Robbe-Grillet, Alain (1922-2008), a French writer, literary critic, and film director, laid the groundwork for the New Novelists in French literature.
In his essays, he argued for a nouveau roman (new novel), also called the antinovel. Robbe-Grillet opposed writing that rested on preordained ideas (ideas decided in advance) and on orderly plots, defined characters, and authors’ explanations of events. In contrast, the new novels mix time, place, and points of view. They often describe things in great detail. They blur differences between the subjective (what a person might think) and the objective (what actually exists).
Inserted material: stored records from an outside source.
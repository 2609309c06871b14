pub mod health;

use axum::{
    extract::DefaultBodyLimit,
    routing::{get, post, put},
    Router,
};

use crate::analysis::handlers;
use crate::extraction::MAX_UPLOAD_BYTES;
use crate::job_descriptions::handlers as jd_handlers;
use crate::state::AppState;

/// Headroom for multipart boundaries and part headers around the file itself.
const MULTIPART_OVERHEAD_BYTES: usize = 64 * 1024;

pub fn build_router(state: AppState) -> Router {
    Router::new()
        .route("/health", get(health::health_handler))
        // Analyses
        .route(
            "/api/v1/analyses",
            post(handlers::handle_create_analysis).get(handlers::handle_list_analyses),
        )
        .route(
            "/api/v1/analyses/stats",
            get(handlers::handle_analysis_stats),
        )
        .route(
            "/api/v1/analyses/compare",
            get(handlers::handle_compare_analyses),
        )
        .route(
            "/api/v1/analyses/export.csv",
            get(handlers::handle_export_analyses),
        )
        .route(
            "/api/v1/analyses/:id",
            get(handlers::handle_get_analysis).delete(handlers::handle_delete_analysis),
        )
        .route(
            "/api/v1/analyses/:id/feedback",
            put(handlers::handle_submit_feedback),
        )
        // Job-description library
        .route(
            "/api/v1/job-descriptions",
            post(jd_handlers::handle_save_job_description)
                .get(jd_handlers::handle_list_job_descriptions),
        )
        .route(
            "/api/v1/job-descriptions/search",
            get(jd_handlers::handle_search_job_descriptions),
        )
        .route(
            "/api/v1/job-descriptions/:id",
            get(jd_handlers::handle_get_job_description)
                .put(jd_handlers::handle_update_job_description)
                .delete(jd_handlers::handle_delete_job_description),
        )
        // Résumé upload
        .route(
            "/api/v1/resumes/extract",
            post(handlers::handle_extract_resume)
                .layer(DefaultBodyLimit::max(MAX_UPLOAD_BYTES + MULTIPART_OVERHEAD_BYTES)),
        )
        .with_state(state)
}
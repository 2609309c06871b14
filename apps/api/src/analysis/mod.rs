// ATS analysis: keyword matching, sub-scores, recommendations and the
// persistence/API layer around them.
pub mod comparison;
pub mod engine;
pub mod export;
pub mod handlers;
pub mod keywords;
pub mod profile;
pub mod prompts;
pub mod recommendations;
pub mod repository;
pub mod scoring;
pub mod stats;
pub mod validation;
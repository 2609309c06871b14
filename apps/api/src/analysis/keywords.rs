//! Keyword extraction and job-description keyword matching.
//!
//! Extraction is frequency based: lowercase, strip punctuation, drop short
//! tokens, stop-words and numbers, then rank by count. Ties keep the order in
//! which the token first appeared so the output is reproducible.

use std::collections::HashMap;

use serde::{Deserialize, Serialize};

/// Cap for keywords pulled from a whole document (résumé profile).
pub const DOCUMENT_KEYWORD_LIMIT: usize = 50;
/// Cap for keywords pulled from a job description.
pub const JOB_KEYWORD_LIMIT: usize = 30;

/// Tokens of this many characters or fewer are discarded.
const MIN_TOKEN_CHARS: usize = 3;

const STOP_WORDS: &[&str] = &[
    "the", "a", "an", "and", "or", "but", "in", "on", "at", "to", "for", "of", "with", "by",
    "this", "that", "from", "your", "will", "have", "need", "into", "about", "also", "were",
    "been", "they", "their", "them", "what", "when", "which", "while",
];

/// Result of matching job-description keywords against a résumé.
#[derive(Debug, Clone, PartialEq, Eq, Serialize, Deserialize)]
pub struct KeywordAnalysis {
    /// Keywords found in the résumé, in job-description rank order (display-capped).
    pub matched: Vec<String>,
    /// Keywords absent from the résumé, in rank order (display-capped).
    pub missing: Vec<String>,
    /// Number of job-description keywords considered.
    pub total: usize,
    /// Number of matches before the display cap.
    pub matched_count: usize,
}

/// Presentation caps applied to `KeywordAnalysis` lists.
#[derive(Debug, Clone, Copy)]
pub struct DisplayLimits {
    pub matched: usize,
    pub missing: usize,
}

impl Default for DisplayLimits {
    fn default() -> Self {
        Self {
            matched: 15,
            missing: 10,
        }
    }
}

/// Extracts up to `max_count` frequency-ranked keywords from `text`.
pub fn extract_keywords(text: &str, max_count: usize) -> Vec<String> {
    let normalized: String = text
        .to_lowercase()
        .chars()
        .map(|c| {
            if c.is_alphanumeric() || c.is_whitespace() {
                c
            } else {
                ' '
            }
        })
        .collect();

    // (token, count) in first-occurrence order
    let mut counts: Vec<(&str, usize)> = Vec::new();
    let mut index: HashMap<&str, usize> = HashMap::new();

    for token in normalized.split_whitespace().filter(|t| is_keyword_candidate(t)) {
        match index.get(token) {
            Some(&i) => counts[i].1 += 1,
            None => {
                index.insert(token, counts.len());
                counts.push((token, 1));
            }
        }
    }

    // sort_by is stable, so equal counts keep first-occurrence order
    counts.sort_by(|a, b| b.1.cmp(&a.1));

    counts
        .into_iter()
        .take(max_count)
        .map(|(token, _)| token.to_string())
        .collect()
}

/// Splits `job_keywords` into those contained in `resume_text` and those missing.
///
/// Containment is a plain case-insensitive substring check, so `"java"` matches
/// inside `"javascript"`. Scores depend on this exact behaviour.
pub fn match_keywords(
    job_keywords: &[String],
    resume_text: &str,
    limits: DisplayLimits,
) -> KeywordAnalysis {
    let resume_lower = resume_text.to_lowercase();

    let (matched, missing): (Vec<&String>, Vec<&String>) = job_keywords
        .iter()
        .partition(|kw| resume_lower.contains(kw.to_lowercase().as_str()));

    KeywordAnalysis {
        matched_count: matched.len(),
        total: job_keywords.len(),
        matched: matched
            .into_iter()
            .take(limits.matched)
            .cloned()
            .collect(),
        missing: missing
            .into_iter()
            .take(limits.missing)
            .cloned()
            .collect(),
    }
}

fn is_keyword_candidate(token: &str) -> bool {
    token.chars().count() > MIN_TOKEN_CHARS && !STOP_WORDS.contains(&token) && !is_numeric(token)
}

/// True when the whole token reads as a finite number ("2024", "1e3").
fn is_numeric(token: &str) -> bool {
    token
        .parse::<f64>()
        .map(|v| v.is_finite())
        .unwrap_or(false)
}

#[cfg(test)]
mod tests {
    use super::*;

    const RESUME: &str = "Experienced engineer skilled in Python and distributed systems. \
        Led team of five. Increased throughput by 30%.";
    const JOB: &str =
        "We need a Python engineer experienced in distributed systems and team leadership.";

    #[test]
    fn test_extract_empty_text_yields_nothing() {
        assert!(extract_keywords("", JOB_KEYWORD_LIMIT).is_empty());
        assert!(extract_keywords("   \n\t ", JOB_KEYWORD_LIMIT).is_empty());
    }

    #[test]
    fn test_extract_filters_short_stop_and_numeric_tokens() {
        let keywords = extract_keywords("The rust team shipped 2024 releases with 1500 users", 50);
        assert_eq!(keywords, vec!["rust", "team", "shipped", "releases", "users"]);
    }

    #[test]
    fn test_extract_ranks_by_frequency_then_first_occurrence() {
        let keywords = extract_keywords("alpha beta gamma beta gamma gamma delta", 10);
        assert_eq!(keywords, vec!["gamma", "beta", "alpha", "delta"]);
    }

    #[test]
    fn test_extract_strips_punctuation_and_lowercases() {
        let keywords = extract_keywords("Kubernetes, KUBERNETES; kubernetes! (Docker)", 10);
        assert_eq!(keywords, vec!["kubernetes", "docker"]);
    }

    #[test]
    fn test_extract_truncates_to_max_count() {
        let text = "one1 two2 three3 four4 five5";
        assert_eq!(extract_keywords(text, 2), vec!["one1", "two2"]);
    }

    #[test]
    fn test_extract_handles_non_ascii_without_panicking() {
        let keywords = extract_keywords("Résumé für Entwickler — 東京 データベース", 10);
        assert!(keywords.contains(&"résumé".to_string()));
        assert!(keywords.contains(&"entwickler".to_string()));
    }

    #[test]
    fn test_example_job_keywords() {
        let keywords = extract_keywords(JOB, JOB_KEYWORD_LIMIT);
        assert_eq!(
            keywords,
            vec![
                "python",
                "engineer",
                "experienced",
                "distributed",
                "systems",
                "team",
                "leadership"
            ]
        );
    }

    #[test]
    fn test_example_match_misses_only_leadership() {
        let keywords = extract_keywords(JOB, JOB_KEYWORD_LIMIT);
        let analysis = match_keywords(&keywords, RESUME, DisplayLimits::default());
        assert_eq!(analysis.missing, vec!["leadership"]);
        assert_eq!(analysis.total, 7);
        assert_eq!(analysis.matched_count, analysis.total - 1);
    }

    #[test]
    fn test_match_is_substring_based() {
        let keywords = vec!["java".to_string()];
        let analysis = match_keywords(&keywords, "Five years of JavaScript", DisplayLimits::default());
        assert_eq!(analysis.matched, vec!["java"]);
    }

    #[test]
    fn test_match_partition_holds_without_caps() {
        let keywords = extract_keywords(
            "rust tokio axum postgres redis kafka docker kubernetes terraform grafana",
            JOB_KEYWORD_LIMIT,
        );
        let limits = DisplayLimits {
            matched: usize::MAX,
            missing: usize::MAX,
        };
        let analysis = match_keywords(&keywords, "Built services in Rust on Postgres and Kafka", limits);
        assert_eq!(analysis.matched_count + analysis.missing.len(), analysis.total);
        assert_eq!(analysis.matched, vec!["rust", "postgres", "kafka"]);
    }

    #[test]
    fn test_match_caps_display_lists_but_not_count() {
        let keywords: Vec<String> = (0..25).map(|i| format!("skill{i:02}x")).collect();
        let all_present = keywords.join(" ");
        let analysis = match_keywords(&keywords, &all_present, DisplayLimits::default());
        assert_eq!(analysis.matched.len(), 15);
        assert_eq!(analysis.matched_count, 25);

        let analysis = match_keywords(&keywords, "", DisplayLimits::default());
        assert_eq!(analysis.missing.len(), 10);
        assert_eq!(analysis.matched_count, 0);
    }

    #[test]
    fn test_match_with_no_keywords() {
        let analysis = match_keywords(&[], RESUME, DisplayLimits::default());
        assert_eq!(analysis.total, 0);
        assert!(analysis.matched.is_empty());
        assert!(analysis.missing.is_empty());
    }
}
Such approaches, rooted in uncertainty, can confuse the reader and obscure understanding. Critics point out, however, that reality in life is often unclear and confusing. The new novel forces readers to create their own response to events depicted.
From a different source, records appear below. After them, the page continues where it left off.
use axum::{extract::State, http::StatusCode, Json};
use serde::{Deserialize, Serialize};
use tracing::info;
use uuid::Uuid;

use crate::analysis::handlers::UserIdQuery;
use crate::analysis::validation::{
    validate_job_description, validate_job_title, validate_saved_job_description,
    validate_user_id, ValidationResult,
};
use crate::errors::AppError;
use crate::extractors::{ApiJson, ApiPath, ApiQuery};
use crate::job_descriptions::repository::{get_owned, search_job_descriptions};
use crate::models::job_description::{JobDescription, JobDescriptionUpdate, NewJobDescription};
use crate::state::AppState;

const DEFAULT_LIST_LIMIT: usize = 20;
const MAX_LIST_LIMIT: usize = 100;

#[derive(Deserialize)]
pub struct SaveJobDescriptionRequest {
    pub user_id: String,
    pub title: String,
    pub description: String,
    pub company: Option<String>,
}

#[derive(Serialize)]
pub struct JobDescriptionListResponse {
    pub job_descriptions: Vec<JobDescription>,
}

/// POST /api/v1/job-descriptions
pub async fn handle_save_job_description(
    State(state): State<AppState>,
    ApiJson(req): ApiJson<SaveJobDescriptionRequest>,
) -> Result<(StatusCode, Json<JobDescription>), AppError> {
    validate_saved_job_description(&req.user_id, &req.title, &req.description).into_result()?;

    let jd = state
        .job_descriptions
        .create(NewJobDescription {
            user_id: req.user_id,
            title: req.title,
            description: req.description,
            company: req.company,
        })
        .await?;

    info!(
        "Job description {} saved for user {} ({} keywords)",
        jd.id,
        jd.user_id,
        jd.metadata.extracted_keywords.len()
    );
    Ok((StatusCode::CREATED, Json(jd)))
}

#[derive(Deserialize)]
pub struct ListJobDescriptionsQuery {
    pub user_id: String,
    pub limit: Option<usize>,
}

/// GET /api/v1/job-descriptions
pub async fn handle_list_job_descriptions(
    State(state): State<AppState>,
    ApiQuery(params): ApiQuery<ListJobDescriptionsQuery>,
) -> Result<Json<JobDescriptionListResponse>, AppError> {
    validate_user_id(&params.user_id).into_result()?;
    let limit = params
        .limit
        .unwrap_or(DEFAULT_LIST_LIMIT)
        .clamp(1, MAX_LIST_LIMIT);

    let job_descriptions = state
        .job_descriptions
        .list_active(&params.user_id, limit)
        .await?;
    Ok(Json(JobDescriptionListResponse { job_descriptions }))
}

#[derive(Deserialize)]
pub struct SearchQuery {
    pub user_id: String,
    pub q: String,
}

/// GET /api/v1/job-descriptions/search
pub async fn handle_search_job_descriptions(
    State(state): State<AppState>,
    ApiQuery(params): ApiQuery<SearchQuery>,
) -> Result<Json<JobDescriptionListResponse>, AppError> {
    validate_user_id(&params.user_id).into_result()?;
    if params.q.trim().is_empty() {
        return Err(AppError::Validation("Search term is required".into()));
    }

    let job_descriptions =
        search_job_descriptions(state.job_descriptions.as_ref(), &params.user_id, &params.q)
            .await?;
    Ok(Json(JobDescriptionListResponse { job_descriptions }))
}

/// GET /api/v1/job-descriptions/:id
pub async fn handle_get_job_description(
    State(state): State<AppState>,
    ApiPath(id): ApiPath<Uuid>,
    ApiQuery(params): ApiQuery<UserIdQuery>,
) -> Result<Json<JobDescription>, AppError> {
    validate_user_id(&params.user_id).into_result()?;
    let jd = get_owned(state.job_descriptions.as_ref(), id, &params.user_id).await?;
    Ok(Json(jd))
}

#[derive(Deserialize)]
pub struct UpdateJobDescriptionRequest {
    pub user_id: String,
    #[serde(flatten)]
    pub changes: JobDescriptionUpdate,
}

/// PUT /api/v1/job-descriptions/:id
pub async fn handle_update_job_description(
    State(state): State<AppState>,
    ApiPath(id): ApiPath<Uuid>,
    ApiJson(req): ApiJson<UpdateJobDescriptionRequest>,
) -> Result<Json<JobDescription>, AppError> {
    validate_update(&req).into_result()?;

    let jd = state
        .job_descriptions
        .update(id, &req.user_id, req.changes)
        .await?
        .ok_or_else(|| AppError::NotFound(format!("Job description {id} not found")))?;

    info!("Job description {id} updated for user {}", jd.user_id);
    Ok(Json(jd))
}

fn validate_update(req: &UpdateJobDescriptionRequest) -> ValidationResult {
    let mut errors = validate_user_id(&req.user_id).errors;
    if req.changes.is_empty() {
        errors.push("At least one field must be updated".to_string());
    }
    if let Some(title) = &req.changes.title {
        errors.extend(validate_job_title(title).errors);
    }
    if let Some(description) = &req.changes.description {
        errors.extend(validate_job_description(description).errors);
    }
    ValidationResult::from_errors(errors)
}

/// DELETE /api/v1/job-descriptions/:id
pub async fn handle_delete_job_description(
    State(state): State<AppState>,
    ApiPath(id): ApiPath<Uuid>,
    ApiQuery(params): ApiQuery<UserIdQuery>,
) -> Result<StatusCode, AppError> {
    validate_user_id(&params.user_id).into_result()?;
    if !state
        .job_descriptions
        .delete(id, &params.user_id)
        .await?
    {
        return Err(AppError::NotFound(format!("Job description {id} not found")));
    }
    info!("Deleted job description {id} for user {}", params.user_id);
    Ok(StatusCode::NO_CONTENT)
}
//! CSV export of a user's analysis history.

use serde::Serialize;

use crate::errors::AppError;
use crate::models::analysis::Analysis;

pub const EXPORT_FILE_NAME: &str = "analysis-history.csv";

const HEADERS: [&str; 8] = [
    "Date",
    "ATS Score",
    "Keyword Match",
    "Semantic Score",
    "Format Score",
    "Impact Score",
    "Matched Keywords",
    "Missing Keywords",
];

#[derive(Serialize)]
struct ExportRow {
    date: String,
    overall: String,
    keyword: String,
    semantic: String,
    format: String,
    impact: String,
    matched_keywords: usize,
    missing_keywords: usize,
}

impl From<&Analysis> for ExportRow {
    fn from(a: &Analysis) -> Self {
        Self {
            date: a.created_at.format("%Y-%m-%d").to_string(),
            overall: format!("{}%", a.scores.overall),
            keyword: format!("{}%", a.scores.keyword),
            semantic: format!("{}%", a.scores.semantic),
            format: format!("{}%", a.scores.format),
            impact: format!("{}%", a.scores.impact),
            matched_keywords: a.keywords.matched_count,
            missing_keywords: a.keywords.missing.len(),
        }
    }
}

/// One row per analysis, in the order given. The header is always written.
pub fn analyses_to_csv(analyses: &[Analysis]) -> Result<String, AppError> {
    let mut writer = csv::WriterBuilder::new()
        .has_headers(false)
        .from_writer(Vec::new());

    writer.write_record(HEADERS).map_err(csv_error)?;
    for analysis in analyses {
        writer
            .serialize(ExportRow::from(analysis))
            .map_err(csv_error)?;
    }

    let bytes = writer
        .into_inner()
        .map_err(|e| AppError::Internal(anyhow::anyhow!("CSV flush failed: {e}")))?;
    String::from_utf8(bytes)
        .map_err(|e| AppError::Internal(anyhow::anyhow!("CSV is not UTF-8: {e}")))
}

fn csv_error(e: csv::Error) -> AppError {
    AppError::Internal(anyhow::anyhow!("CSV export failed: {e}"))
}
Robbe-Grillet’s first two novels deal with murder. They are Les gommes (The Erasers, 1953) and Le voyeur (The Voyeur, 1955). His other novels include La jalousie (Jealousy, 1957), Dans le labyrinthe (In the Labyrinth, 1959), La maison de rendez-vous (The House of Assignation, 1965), Projet pour une révolution à New York (Project for a Revolution in New York, 1970), Souvenirs du triangle d’or (Recollections of the Golden Triangle, 1978), Djinn (1981), and Le reprise (Repetition, 2001).
Robbe-Grillet gained international fame for his screenplay for the controversial motion picture Last Year at Marienbad (1961). He also wrote and directed such films as L’Immortelle (1962), Trans-Europe-Express (1966), and The Blue Villa (1994). His short stories were collected in Instantanes (Snapshots, 1962). A selection of his essays was published in Pour un nouveau roman (Towards a New Novel, 1963). He also wrote a memoir, Le miroir qui revient (Ghosts in the Mirror, 1985).
Robbe-Grillet was born on Aug. 18, 1922, in Brest, France. He studied agriculture at the National Institute of Agronomy, graduating in 1944. From 1945 to 1950, he was a statistician at the National Institute of Statistics. In 1954, he became the literary adviser for the Paris publisher Editions de Minuit. In 2004, Robbe-Grillet was elected to the French Academy, an organization of France’s leading writers and other intellectuals (see French Academy). Robbe-Grillet died on Feb. 18, 2008.